Anselm’s ontological argument is a deductive argument which can be verified a priori, and is used to prove the existence of God. A deductive argument is an argument in the form, such that, if the premises of the argument are true, the conclusion follows necessarily. (By using this form Anselm hopes to provide the theist with no reason to doubt the existence of God.) A priori knowledge is knowledge gained independent of sense experience. A posteriori knowledge is knowledge gained dependent on sense experience.(these definitions aren't really necessary, if you just use the terms accurately you should get the same marks for them and waste less time) (maybe instead you could say, by taking this a priori approach anselm uses reason alone, not sense experience to establish the existence of God, or something like that)
(mentioning that Anselm uses syllogistic logic (with three premises and a conclusion) might get you extra brownie points here)
1) God is that than which nothing greater can be thought.
2) A being that than which nothing greater can be thought, can be thought.
3) A being that exists is greater than a being that does not exist.
4) Conclusion: Therefore, God exists.
Anselm (1033-1109) was an Archbishop of Canterbury and a Benedictine monk.
Anselm set out the ontological argument in his book, Proslogion, for ‘faith seeking understanding’ individuals, rather than to convert unbelievers. Anselm firstly begins by defining God as ‘that than which nothing greater can be conceived’ and argued that we all would agree that this is what we mean when we speak about God, regardless of whether or not we believe God exists. (this would make a better introduction, before you explain the argument)
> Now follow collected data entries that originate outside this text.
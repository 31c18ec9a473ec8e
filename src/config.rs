//! Centralized configuration for the session engine.
//!
//! All configuration is loaded from environment variables and validated
//! at startup. Recognized options only; nothing is reconfigured
//! mid-process.

use crate::error::AuthError;
use std::collections::HashSet;
use std::env;
use std::time::Duration;

/// Session engine configuration.
#[derive(Debug, Clone)]
pub struct Config {
    // Token settings
    /// Maximum session token lifetime (the `exp - iat` ceiling)
    pub token_lifetime: Duration,
    /// HS256 signing secret (32 bytes minimum)
    pub signing_key: Vec<u8>,

    // Rate limiting
    /// Request limit for general endpoints per window
    pub general_limit: u32,
    /// Window for general endpoints
    pub general_window: Duration,
    /// Request limit for authentication-class endpoints per window
    pub auth_limit: u32,
    /// Window for authentication-class endpoints
    pub auth_window: Duration,

    // Request filtering
    /// Client addresses that are rejected outright
    pub blocked_ips: HashSet<String>,
    /// Origins accepted for state-changing requests
    pub allowed_origins: HashSet<String>,

    // Maintenance
    /// Interval between revocation sweeps
    pub sweep_interval: Duration,
}

impl Config {
    /// Load configuration from environment variables.
    ///
    /// # Errors
    ///
    /// Returns an error if a variable is present but invalid.
    pub fn from_env() -> Result<Self, AuthError> {
        dotenvy::dotenv().ok();

        let token_lifetime = Duration::from_secs(parse_env("TOKEN_LIFETIME_SECS", 14_400)?);
        let signing_key = parse_signing_key()?;

        let general_limit = parse_env("RATE_LIMIT_GENERAL", 100)?;
        let general_window = Duration::from_secs(parse_env("RATE_WINDOW_GENERAL_SECS", 60)?);
        let auth_limit = parse_env("RATE_LIMIT_AUTH", 10)?;
        let auth_window = Duration::from_secs(parse_env("RATE_WINDOW_AUTH_SECS", 60)?);

        let blocked_ips = parse_list("BLOCKED_IPS");
        let allowed_origins = parse_list("ALLOWED_ORIGINS");

        let sweep_interval = Duration::from_secs(parse_env("REVOCATION_SWEEP_SECS", 300)?);

        Ok(Self {
            token_lifetime,
            signing_key,
            general_limit,
            general_window,
            auth_limit,
            auth_window,
            blocked_ips,
            allowed_origins,
            sweep_interval,
        })
    }
}

/// Parse environment variable with default value.
fn parse_env<T: std::str::FromStr>(name: &str, default: T) -> Result<T, AuthError>
where
    T::Err: std::fmt::Display,
{
    match env::var(name) {
        Ok(val) => val
            .parse()
            .map_err(|e| AuthError::Internal(anyhow::anyhow!("Invalid {}: {}", name, e))),
        Err(_) => Ok(default),
    }
}

/// Parse a comma-separated environment variable into a set.
fn parse_list(name: &str) -> HashSet<String> {
    env::var(name)
        .map(|v| {
            v.split(',')
                .map(str::trim)
                .filter(|s| !s.is_empty())
                .map(str::to_string)
                .collect()
        })
        .unwrap_or_default()
}

/// Parse the signing secret from the environment.
///
/// The secret is base64 and at least 32 bytes. A random key is generated
/// when unset so development instances start without configuration;
/// tokens then do not survive a restart.
fn parse_signing_key() -> Result<Vec<u8>, AuthError> {
    match env::var("SESSION_SIGNING_KEY") {
        Ok(key) => {
            let bytes = base64::Engine::decode(&base64::engine::general_purpose::STANDARD, &key)
                .map_err(|e| {
                    AuthError::Internal(anyhow::anyhow!("Invalid SESSION_SIGNING_KEY: {}", e))
                })?;

            if bytes.len() < 32 {
                return Err(AuthError::Internal(anyhow::anyhow!(
                    "SESSION_SIGNING_KEY must be at least 32 bytes, got {}",
                    bytes.len()
                )));
            }

            Ok(bytes)
        }
        Err(_) => {
            use rand::RngCore;
            let mut key = vec![0u8; 32];
            rand::thread_rng().fill_bytes(&mut key);
            Ok(key)
        }
    }
}
//! Context-scoped role authorization.
//!
//! [`authorize`] is the only place permission logic lives; nothing else
//! in the engine (or its callers) matches on roles directly. Ownership
//! of a specific resource is the business service's lookup; it resolves
//! the target context id and supplies it here honestly.

use crate::error::AuthError;
use crate::jwt::claims::{Role, SessionClaims};
use tracing::debug;

/// The two operation classes a route can require.
#[derive(Debug, Clone, Copy, PartialEq, Eq)]
pub enum Operation {
    /// Read access to tenant data
    Read,
    /// Administrative access to tenant data
    Admin,
}

impl Operation {
    /// Stable name for logs and error detail.
    pub fn as_str(&self) -> &'static str {
        match self {
            Self::Read => "read",
            Self::Admin => "admin",
        }
    }
}

/// A required permission: an operation, optionally scoped to a partner
/// context. A `None` context means a global-scope operation.
#[derive(Debug, Clone, PartialEq, Eq)]
pub struct Permission {
    /// Required operation
    pub operation: Operation,
    /// Target context, resolved by the caller from the resource being
    /// accessed; never inferred from the subject's roles
    pub context: Option<String>,
}

impl Permission {
    /// Read permission within a partner context.
    pub fn read(context: impl Into<String>) -> Self {
        Self {
            operation: Operation::Read,
            context: Some(context.into()),
        }
    }

    /// Admin permission within a partner context.
    pub fn admin(context: impl Into<String>) -> Self {
        Self {
            operation: Operation::Admin,
            context: Some(context.into()),
        }
    }

    /// A global-scope operation (global-admin only).
    pub fn global(operation: Operation) -> Self {
        Self {
            operation,
            context: None,
        }
    }
}

/// Evaluates verified claims against a required permission.
///
/// 1. Any global-admin assignment allows unconditionally.
/// 2. Without a target context, only global-admin may act; deny.
/// 3. Otherwise scan assignments for a matching context: read is
///    satisfied by tenant-admin or tenant-member, admin by tenant-admin
///    only.
/// 4. No match denies.
pub fn authorize(claims: &SessionClaims, required: &Permission) -> Result<(), AuthError> {
    if claims.has_role(Role::GlobalAdmin) {
        return Ok(());
    }

    let deny = || {
        debug!(
            subject = %claims.sub,
            operation = required.operation.as_str(),
            context = required.context.as_deref().unwrap_or("-"),
            "Authorization denied"
        );
        Err(AuthError::InsufficientPermissions {
            operation: required.operation.as_str().to_string(),
            context: required.context.clone(),
        })
    };

    let Some(target) = required.context.as_deref() else {
        return deny();
    };

    let satisfied = claims
        .roles
        .iter()
        .filter(|a| a.context_id.as_deref() == Some(target))
        .any(|a| match required.operation {
            Operation::Read => matches!(a.role, Role::TenantAdmin | Role::TenantMember),
            Operation::Admin => a.role == Role::TenantAdmin,
        });

    if satisfied {
        Ok(())
    } else {
        deny()
    }
}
Anselm defends (2), by claiming that everyone can understand ‘that than which nothing greater can be thought’ on the basis of our experience and understanding of things that have potential to be greater. For example, Anselm says: ‘Who, for example, is unable to think . . . that if something that has a beginning and end is good, then something that has a beginning but never ceases to exist is much better?’ Anselm is saying that God has no potential and is fully actualised. (very good here)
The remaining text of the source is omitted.